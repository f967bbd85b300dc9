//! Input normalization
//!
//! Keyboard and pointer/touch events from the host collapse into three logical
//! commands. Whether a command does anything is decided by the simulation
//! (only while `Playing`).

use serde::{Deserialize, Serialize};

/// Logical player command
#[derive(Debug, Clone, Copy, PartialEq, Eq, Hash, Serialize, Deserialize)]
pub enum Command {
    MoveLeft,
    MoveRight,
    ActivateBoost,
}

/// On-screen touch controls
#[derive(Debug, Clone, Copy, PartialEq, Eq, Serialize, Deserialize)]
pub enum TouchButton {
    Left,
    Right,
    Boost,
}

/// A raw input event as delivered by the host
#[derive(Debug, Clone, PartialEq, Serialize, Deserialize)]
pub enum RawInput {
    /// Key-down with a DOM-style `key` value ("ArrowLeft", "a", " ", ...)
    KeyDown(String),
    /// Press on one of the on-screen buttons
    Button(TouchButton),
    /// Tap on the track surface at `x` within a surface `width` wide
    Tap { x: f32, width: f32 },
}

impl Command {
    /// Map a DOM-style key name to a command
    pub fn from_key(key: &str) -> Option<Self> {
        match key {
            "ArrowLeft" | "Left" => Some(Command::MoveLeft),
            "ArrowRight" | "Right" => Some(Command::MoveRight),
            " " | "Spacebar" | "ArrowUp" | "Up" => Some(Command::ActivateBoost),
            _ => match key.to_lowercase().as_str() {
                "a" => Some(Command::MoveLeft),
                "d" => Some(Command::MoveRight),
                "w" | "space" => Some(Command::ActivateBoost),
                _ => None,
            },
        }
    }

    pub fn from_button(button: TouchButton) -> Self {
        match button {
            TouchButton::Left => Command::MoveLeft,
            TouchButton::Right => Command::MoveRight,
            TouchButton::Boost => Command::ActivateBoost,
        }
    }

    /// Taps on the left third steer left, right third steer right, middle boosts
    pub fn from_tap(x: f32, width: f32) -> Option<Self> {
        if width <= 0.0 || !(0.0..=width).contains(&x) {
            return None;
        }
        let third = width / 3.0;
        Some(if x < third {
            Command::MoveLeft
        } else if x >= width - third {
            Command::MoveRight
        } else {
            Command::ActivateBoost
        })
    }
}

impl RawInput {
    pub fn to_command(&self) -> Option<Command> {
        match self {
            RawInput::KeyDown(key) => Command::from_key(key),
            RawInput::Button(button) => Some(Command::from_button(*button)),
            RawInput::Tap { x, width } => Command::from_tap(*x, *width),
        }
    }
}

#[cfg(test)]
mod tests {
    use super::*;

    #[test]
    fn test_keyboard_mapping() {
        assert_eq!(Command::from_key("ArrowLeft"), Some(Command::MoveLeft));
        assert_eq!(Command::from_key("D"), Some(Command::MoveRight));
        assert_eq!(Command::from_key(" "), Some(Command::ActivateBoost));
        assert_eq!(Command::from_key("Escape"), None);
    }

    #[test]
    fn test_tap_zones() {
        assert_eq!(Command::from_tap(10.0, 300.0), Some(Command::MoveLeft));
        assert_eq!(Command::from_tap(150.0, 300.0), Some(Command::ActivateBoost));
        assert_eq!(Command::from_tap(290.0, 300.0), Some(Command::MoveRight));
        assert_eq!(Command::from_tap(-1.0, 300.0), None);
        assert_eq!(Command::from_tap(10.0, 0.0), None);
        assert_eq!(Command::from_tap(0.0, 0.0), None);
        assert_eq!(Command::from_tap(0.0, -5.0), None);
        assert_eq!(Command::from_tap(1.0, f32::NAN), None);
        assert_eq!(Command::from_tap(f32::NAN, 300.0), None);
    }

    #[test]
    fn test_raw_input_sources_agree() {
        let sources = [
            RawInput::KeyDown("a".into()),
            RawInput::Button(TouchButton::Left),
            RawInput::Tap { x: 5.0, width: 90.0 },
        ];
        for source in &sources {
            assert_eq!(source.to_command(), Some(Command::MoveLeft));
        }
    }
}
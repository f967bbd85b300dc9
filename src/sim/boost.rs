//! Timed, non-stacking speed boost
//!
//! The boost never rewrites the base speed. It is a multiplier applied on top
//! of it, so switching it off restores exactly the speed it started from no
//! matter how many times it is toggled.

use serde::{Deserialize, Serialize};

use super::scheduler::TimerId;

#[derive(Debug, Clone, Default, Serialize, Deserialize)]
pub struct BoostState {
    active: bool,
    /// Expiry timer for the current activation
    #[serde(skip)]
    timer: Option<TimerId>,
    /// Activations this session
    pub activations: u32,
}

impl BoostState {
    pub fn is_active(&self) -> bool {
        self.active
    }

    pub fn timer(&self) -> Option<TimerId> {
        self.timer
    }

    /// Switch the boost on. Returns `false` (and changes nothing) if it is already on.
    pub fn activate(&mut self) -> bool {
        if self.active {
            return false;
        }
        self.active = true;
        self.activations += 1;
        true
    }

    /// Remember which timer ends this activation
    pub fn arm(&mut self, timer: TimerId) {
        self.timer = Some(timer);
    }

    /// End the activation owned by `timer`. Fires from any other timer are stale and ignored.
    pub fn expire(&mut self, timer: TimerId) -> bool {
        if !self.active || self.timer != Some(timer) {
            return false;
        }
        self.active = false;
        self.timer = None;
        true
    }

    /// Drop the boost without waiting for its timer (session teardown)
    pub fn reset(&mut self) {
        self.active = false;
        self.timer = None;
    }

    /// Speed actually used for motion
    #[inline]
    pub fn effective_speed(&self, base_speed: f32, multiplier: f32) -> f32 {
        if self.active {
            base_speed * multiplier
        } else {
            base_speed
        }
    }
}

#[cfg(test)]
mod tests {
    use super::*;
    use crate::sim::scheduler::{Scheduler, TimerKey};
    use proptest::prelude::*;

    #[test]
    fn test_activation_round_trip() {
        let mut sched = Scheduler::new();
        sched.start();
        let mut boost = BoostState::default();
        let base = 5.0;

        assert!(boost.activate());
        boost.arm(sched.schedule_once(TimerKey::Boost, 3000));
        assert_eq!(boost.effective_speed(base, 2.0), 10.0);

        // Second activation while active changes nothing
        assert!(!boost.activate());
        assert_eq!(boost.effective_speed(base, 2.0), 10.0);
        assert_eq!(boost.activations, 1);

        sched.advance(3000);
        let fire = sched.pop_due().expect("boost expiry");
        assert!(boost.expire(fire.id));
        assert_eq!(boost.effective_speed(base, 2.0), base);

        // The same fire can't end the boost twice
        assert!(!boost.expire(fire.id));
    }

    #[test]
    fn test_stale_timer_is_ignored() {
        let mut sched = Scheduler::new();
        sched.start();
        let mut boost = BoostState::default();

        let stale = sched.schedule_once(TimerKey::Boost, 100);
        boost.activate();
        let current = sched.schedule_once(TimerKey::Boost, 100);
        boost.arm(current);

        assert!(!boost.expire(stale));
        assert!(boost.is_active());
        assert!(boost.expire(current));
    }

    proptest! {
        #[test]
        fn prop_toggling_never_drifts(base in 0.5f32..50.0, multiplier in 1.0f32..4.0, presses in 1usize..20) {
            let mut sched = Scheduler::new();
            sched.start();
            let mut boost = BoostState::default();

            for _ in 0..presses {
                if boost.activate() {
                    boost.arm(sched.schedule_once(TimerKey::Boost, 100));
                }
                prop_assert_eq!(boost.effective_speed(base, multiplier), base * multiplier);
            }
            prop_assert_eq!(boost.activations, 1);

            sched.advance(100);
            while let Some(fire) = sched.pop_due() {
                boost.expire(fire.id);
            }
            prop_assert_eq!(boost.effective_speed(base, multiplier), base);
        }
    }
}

* * *

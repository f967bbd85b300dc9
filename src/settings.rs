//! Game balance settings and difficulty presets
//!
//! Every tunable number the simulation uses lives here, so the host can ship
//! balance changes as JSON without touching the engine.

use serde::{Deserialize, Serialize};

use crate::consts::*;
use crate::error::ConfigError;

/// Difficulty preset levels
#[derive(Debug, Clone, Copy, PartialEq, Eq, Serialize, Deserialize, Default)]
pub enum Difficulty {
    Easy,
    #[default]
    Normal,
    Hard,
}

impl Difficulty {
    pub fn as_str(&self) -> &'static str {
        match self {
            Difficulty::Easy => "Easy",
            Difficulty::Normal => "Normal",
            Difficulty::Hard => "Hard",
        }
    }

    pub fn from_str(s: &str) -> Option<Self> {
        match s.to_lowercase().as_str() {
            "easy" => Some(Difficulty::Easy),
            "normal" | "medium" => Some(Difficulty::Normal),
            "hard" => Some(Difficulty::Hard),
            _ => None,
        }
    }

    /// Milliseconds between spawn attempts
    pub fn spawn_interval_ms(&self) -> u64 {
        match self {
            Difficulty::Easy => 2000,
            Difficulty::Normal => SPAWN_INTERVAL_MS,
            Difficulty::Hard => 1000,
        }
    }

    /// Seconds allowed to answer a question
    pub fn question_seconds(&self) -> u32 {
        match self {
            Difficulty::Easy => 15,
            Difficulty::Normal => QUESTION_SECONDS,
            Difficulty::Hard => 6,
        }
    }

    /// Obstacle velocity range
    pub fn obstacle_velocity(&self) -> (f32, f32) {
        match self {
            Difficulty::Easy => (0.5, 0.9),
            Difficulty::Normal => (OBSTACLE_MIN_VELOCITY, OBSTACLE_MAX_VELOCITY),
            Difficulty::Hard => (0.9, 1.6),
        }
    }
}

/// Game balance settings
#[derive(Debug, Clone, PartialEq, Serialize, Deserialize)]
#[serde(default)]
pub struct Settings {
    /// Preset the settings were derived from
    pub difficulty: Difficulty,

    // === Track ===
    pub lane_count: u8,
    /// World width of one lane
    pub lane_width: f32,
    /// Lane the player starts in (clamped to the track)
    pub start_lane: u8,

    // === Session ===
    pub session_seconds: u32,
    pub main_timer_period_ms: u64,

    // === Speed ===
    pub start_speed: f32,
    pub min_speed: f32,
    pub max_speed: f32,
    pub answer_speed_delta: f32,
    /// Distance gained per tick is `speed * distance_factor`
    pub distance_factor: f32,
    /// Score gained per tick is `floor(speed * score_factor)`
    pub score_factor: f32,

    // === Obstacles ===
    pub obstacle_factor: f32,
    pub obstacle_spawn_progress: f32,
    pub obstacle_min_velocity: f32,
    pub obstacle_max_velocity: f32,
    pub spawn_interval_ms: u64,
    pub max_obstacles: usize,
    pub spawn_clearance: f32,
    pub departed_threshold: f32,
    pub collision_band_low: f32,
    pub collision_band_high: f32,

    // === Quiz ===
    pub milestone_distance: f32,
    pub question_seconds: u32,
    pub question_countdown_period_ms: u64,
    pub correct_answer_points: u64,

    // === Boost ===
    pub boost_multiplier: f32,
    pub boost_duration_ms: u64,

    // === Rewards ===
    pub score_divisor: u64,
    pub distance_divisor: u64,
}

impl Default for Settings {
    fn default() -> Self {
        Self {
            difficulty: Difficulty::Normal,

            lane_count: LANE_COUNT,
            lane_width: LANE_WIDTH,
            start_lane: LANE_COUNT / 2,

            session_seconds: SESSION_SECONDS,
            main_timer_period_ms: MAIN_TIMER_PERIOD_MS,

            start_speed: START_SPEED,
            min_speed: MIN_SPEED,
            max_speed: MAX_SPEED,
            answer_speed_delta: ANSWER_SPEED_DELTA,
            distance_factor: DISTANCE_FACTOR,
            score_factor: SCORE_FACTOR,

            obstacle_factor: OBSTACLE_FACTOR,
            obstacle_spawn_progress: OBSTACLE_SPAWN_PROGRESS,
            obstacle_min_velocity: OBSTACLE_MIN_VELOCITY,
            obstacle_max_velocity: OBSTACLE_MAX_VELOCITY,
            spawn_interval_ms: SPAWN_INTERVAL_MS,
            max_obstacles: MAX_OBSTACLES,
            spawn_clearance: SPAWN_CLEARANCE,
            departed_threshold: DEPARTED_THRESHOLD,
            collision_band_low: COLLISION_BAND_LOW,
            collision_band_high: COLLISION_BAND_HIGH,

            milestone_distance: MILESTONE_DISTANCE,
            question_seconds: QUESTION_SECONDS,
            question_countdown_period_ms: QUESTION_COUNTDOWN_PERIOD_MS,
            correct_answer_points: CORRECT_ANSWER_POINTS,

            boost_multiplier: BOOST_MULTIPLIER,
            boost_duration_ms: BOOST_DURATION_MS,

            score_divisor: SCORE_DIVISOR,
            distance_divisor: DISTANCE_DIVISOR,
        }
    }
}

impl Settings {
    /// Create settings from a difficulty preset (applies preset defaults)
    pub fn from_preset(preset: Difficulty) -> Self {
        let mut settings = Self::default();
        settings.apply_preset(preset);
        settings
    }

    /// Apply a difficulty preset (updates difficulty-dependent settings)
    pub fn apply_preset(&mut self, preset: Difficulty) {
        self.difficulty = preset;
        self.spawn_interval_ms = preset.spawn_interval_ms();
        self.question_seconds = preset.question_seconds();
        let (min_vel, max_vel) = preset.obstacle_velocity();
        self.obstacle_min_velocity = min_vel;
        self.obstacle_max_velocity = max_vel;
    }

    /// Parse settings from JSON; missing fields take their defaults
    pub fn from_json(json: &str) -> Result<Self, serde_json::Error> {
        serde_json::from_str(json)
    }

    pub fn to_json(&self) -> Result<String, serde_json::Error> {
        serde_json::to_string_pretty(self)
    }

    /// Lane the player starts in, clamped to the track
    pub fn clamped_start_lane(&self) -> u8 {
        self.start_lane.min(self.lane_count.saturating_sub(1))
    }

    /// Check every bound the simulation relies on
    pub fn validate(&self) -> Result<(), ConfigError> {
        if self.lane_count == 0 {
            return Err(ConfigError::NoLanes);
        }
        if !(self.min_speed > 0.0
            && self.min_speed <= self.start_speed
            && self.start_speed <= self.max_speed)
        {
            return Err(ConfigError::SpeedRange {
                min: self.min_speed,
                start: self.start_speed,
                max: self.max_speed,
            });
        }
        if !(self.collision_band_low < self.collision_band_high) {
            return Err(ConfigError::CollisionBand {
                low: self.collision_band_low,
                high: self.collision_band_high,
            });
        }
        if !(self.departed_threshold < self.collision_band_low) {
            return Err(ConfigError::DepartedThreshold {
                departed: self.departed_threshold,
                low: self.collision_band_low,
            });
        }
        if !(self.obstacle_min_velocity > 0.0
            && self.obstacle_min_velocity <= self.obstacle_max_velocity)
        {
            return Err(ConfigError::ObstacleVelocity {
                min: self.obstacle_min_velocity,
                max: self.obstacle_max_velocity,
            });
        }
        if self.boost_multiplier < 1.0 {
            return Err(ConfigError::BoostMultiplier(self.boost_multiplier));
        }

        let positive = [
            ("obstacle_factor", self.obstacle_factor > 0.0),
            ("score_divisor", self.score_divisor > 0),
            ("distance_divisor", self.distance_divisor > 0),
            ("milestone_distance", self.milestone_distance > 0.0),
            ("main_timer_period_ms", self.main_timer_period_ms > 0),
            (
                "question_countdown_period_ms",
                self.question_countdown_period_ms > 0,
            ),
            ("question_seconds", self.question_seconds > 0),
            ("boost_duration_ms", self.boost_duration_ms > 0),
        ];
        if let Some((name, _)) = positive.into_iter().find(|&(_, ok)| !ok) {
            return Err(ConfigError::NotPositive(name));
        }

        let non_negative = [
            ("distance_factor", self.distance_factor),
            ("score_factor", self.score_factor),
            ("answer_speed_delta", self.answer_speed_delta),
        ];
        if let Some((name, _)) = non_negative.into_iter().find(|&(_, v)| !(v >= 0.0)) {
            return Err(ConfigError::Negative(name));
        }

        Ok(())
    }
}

• **EXERCISE DESCRIPTION**:
Which of the lines in the data contain the string "bool"? Return each one.

• **WRITTEN SOLUTION**:
    active: bool,
    pub fn is_active(&self) -> bool {
    pub fn activate(&mut self) -> bool {
    pub fn expire(&mut self, timer: TimerId) -> bool {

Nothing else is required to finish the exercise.